In the ACME (A Comparison of angioplasty with MEdical therapy)–I study, 212 patients with documented ischemia and a single coronary artery stenosis greater than 70% were randomly assigned to medical therapy or angioplasty.43 After 6 months, there was no mortality difference in either treatment group; however, PCI provided more complete angina relief with fewer medications and better quality of life scores, as well as longer exercise duration on stress testing than medical therapy.43 This benefit came at some cost, however; among the 100 angioplasty patients, 19 underwent repeat PCI and seven underwent CABG during the first 6 months, compared with 11 angioplasty procedures and no CABG surgery in the patients randomized to medical therapy.43 Moreover, nearly half of all patients assigned to initial medical therapy were asymptomatic at 6 months. Because this modest symptomatic benefit was achieved at such a large procedural and financial cost, patients who are either asymptomatic or have mild symptoms should have objective evidence of ischemia before PCI.44 In a follow-up study by the same investigators, 101 patients with stable angina and two-vessel disease were randomized to PCI or medical therapy.45 At 6 months, both groups had similar improvement in exercise duration, freedom from angina, and overall quality of life. These studies together suggest that, in many patients, an initial trial of medical therapy is appropriate.
Several other studies have included patients with multivessel disease. In the Randomized Intervention Treatment of Angina (RITA)–2, of 1018 patients with stable angina randomized to medicine or PCI, one-third had two-vessel disease and 7% had three-vessel disease.46 Perhaps surprisingly, at a median follow-up of 2.7 years, the primary end points of death or MI had occurred twice as often in the PCI group (6.3 versus 3.3%, p < .02). Surgical revascularization was required during the follow-up interval in 7.9% of the PCI group and repeat angioplasty was required in 11%. In the medical group, 23% of patients required revascularization.
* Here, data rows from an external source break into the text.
//! [`Tracker`], the entry point for every user operation.

use std::path::Path;

use anyhow::{Context, Result};
use chrono::{DateTime, TimeZone, Utc};
use serde_json::Value;
use tracing::{debug, info};

use crate::aggregate::{self, DateRange};
use crate::csv_codec::{self, ImportPreview};
use crate::day::logical_day;
use crate::db::Database;
use crate::models::{
    AggregatedDay, DaySummary, Entry, EntryEdit, Goals, ManualEntry, NewEntry, NewProduct,
    Per100, Product, ProductEdit, validate_name,
};
use crate::settings::{SettingKey, Settings};

/// The operations the user interface performs, on top of a [`Database`].
///
/// Anything that depends on preferences takes a [`Settings`] value instead of
/// reading them itself; load it once with [`Tracker::settings`].
pub struct Tracker {
    db: Database,
}

impl Tracker {
    /// Opens the database at `path` and seeds missing settings.
    pub fn open(path: &Path) -> Result<Self> {
        Self::with_database(Database::open(path)?)
    }

    pub fn new_in_memory() -> Result<Self> {
        Self::with_database(Database::open_in_memory()?)
    }

    fn with_database(db: Database) -> Result<Self> {
        db.init_default_settings()?;
        Ok(Self { db })
    }

    #[must_use]
    pub fn database(&self) -> &Database {
        &self.db
    }

    // --- Settings ---

    pub fn settings(&self) -> Result<Settings> {
        self.db.load_settings()
    }

    /// Parses and stores one setting, returning the value actually persisted.
    ///
    /// A blank or `auto` kcal goal is derived from the stored macro goals.
    pub fn set_setting(&self, key: SettingKey, input: &str) -> Result<Value> {
        let input = input.trim();
        let value = if key == SettingKey::GoalKcal
            && (input.is_empty() || input.eq_ignore_ascii_case("auto"))
        {
            let current = self.settings()?;
            Value::from(Goals::kcal_from_macros(
                current.goal_prot,
                current.goal_fat,
                current.goal_carb,
            ))
        } else {
            key.parse_value(input)?
        };
        self.db.set_setting(key, &value)?;
        info!(key = %key, value = %value, "setting updated");
        Ok(value)
    }

    // --- Entries ---

    /// Entries of the logical day containing `now`, with totals and goal status.
    pub fn today<Tz: TimeZone>(
        &self,
        settings: &Settings,
        now: DateTime<Utc>,
        tz: &Tz,
    ) -> Result<DaySummary> {
        let day = logical_day(&now, settings.day_start_hour, tz);
        let entries = self.db.get_all_entries()?;
        Ok(aggregate::summarize_day(
            &entries,
            day,
            settings.day_start_hour,
            tz,
            settings.goals(),
        ))
    }

    pub fn log_manual(&self, entry: ManualEntry, at: DateTime<Utc>) -> Result<Entry> {
        let new_entry = entry.into_new_entry(at)?;
        self.db.add_entry(&new_entry)
    }

    /// Logs `weight` grams of a library product. Negative or non-numeric
    /// weights count as zero.
    pub fn log_product(&self, product_id: i64, weight: f64, at: DateTime<Utc>) -> Result<Entry> {
        let product = self
            .db
            .get_product(product_id)?
            .with_context(|| format!("Product {product_id} not found"))?;
        let weight = if weight.is_finite() { weight.max(0.0) } else { 0.0 };
        let totals = Per100::from(&product).scaled(weight);
        self.db.add_entry(&NewEntry {
            name: product.name,
            weight,
            kcal: totals.kcal,
            protein: totals.protein,
            fat: totals.fat,
            carb: totals.carb,
            timestamp: at,
        })
    }

    pub fn edit_entry(&self, id: i64, edit: &EntryEdit) -> Result<Entry> {
        let entry = self
            .db
            .get_entry(id)?
            .with_context(|| format!("Entry {id} not found"))?;
        let updated = edit.apply(&entry)?;
        self.db.put_entry(&updated)?;
        debug!(id, "entry edited");
        Ok(updated)
    }

    pub fn delete_entry(&self, id: i64) -> Result<bool> {
        self.db.delete_entry(id)
    }

    // --- Products ---

    pub fn add_product(&self, product: &NewProduct) -> Result<Product> {
        validate_name(&product.name)?;
        self.db.add_product(product)
    }

    pub fn edit_product(&self, id: i64, edit: &ProductEdit) -> Result<Product> {
        let product = self
            .db
            .get_product(id)?
            .with_context(|| format!("Product {id} not found"))?;
        let updated = edit.apply(&product)?;
        self.db.put_product(&updated)?;
        debug!(id, "product edited");
        Ok(updated)
    }

    pub fn delete_product(&self, id: i64) -> Result<bool> {
        self.db.delete_product(id)
    }

    /// Library products whose name contains `query` (case-insensitive),
    /// sorted by name. An empty query lists everything.
    pub fn search_products(&self, query: &str) -> Result<Vec<Product>> {
        let needle = query.trim().to_lowercase();
        let mut products: Vec<Product> = self
            .db
            .get_all_products()?
            .into_iter()
            .filter(|p| needle.is_empty() || p.name.to_lowercase().contains(&needle))
            .collect();
        products.sort_by_cached_key(|p| p.name.to_lowercase());
        Ok(products)
    }

    // --- Import / export ---

    /// Stores every valid row of a confirmed preview; invalid rows are skipped.
    pub fn import_products(&self, preview: &ImportPreview) -> Result<usize> {
        let products = preview.valid_products();
        for product in &products {
            self.db.add_product(product)?;
        }
        info!(
            imported = products.len(),
            skipped = preview.invalid_count(),
            "products imported"
        );
        Ok(products.len())
    }

    pub fn export_products(&self) -> Result<String> {
        let products = self.db.get_all_products()?;
        info!(count = products.len(), "exporting products");
        csv_codec::export_products(&products)
    }

    pub fn export_history<Tz: TimeZone>(&self, tz: &Tz) -> Result<String> {
        let entries = self.db.get_all_entries()?;
        info!(count = entries.len(), "exporting history");
        csv_codec::export_history(&entries, tz)
    }

    // --- Stats ---

    pub fn stats<Tz: TimeZone>(
        &self,
        range: DateRange,
        settings: &Settings,
        tz: &Tz,
    ) -> Result<Vec<AggregatedDay>> {
        let entries = self.db.get_all_entries()?;
        Ok(aggregate::aggregate_by_day(
            &entries,
            range,
            settings.day_start_hour,
            tz,
        ))
    }
}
Angina relief and exercise tolerance were improved to a greater degree in the angioplasty group early, but this difference disappeared by 3 years. These results are echoed in the MASS-II trial, in which angina relief was superior with PCI, but rates of intervention/reintervention were actually higher in the PCI group.30 Again, this supports an initial strategy of medical therapy.
A comparison of PCI versus medicine as initial strategy among patients with hyperlipidemia was examined in the Atorvastatin versus REvascularization Trial (AVERT).47 Among 341 patients with one- or two-vessel disease, ischemic events were actually less common in the medical than PCI groups (13% versus 21%, p < .05). Although criticized for employing outdated angioplasty technology and other issues, the results of this study are consonant with the demonstration that lipid-lowering agents may have a powerful impact on ischemic events.48 In some respects, the lower use of aggressive lipid-lowering agents in the PCI arm biased the results in favor of medical therapy.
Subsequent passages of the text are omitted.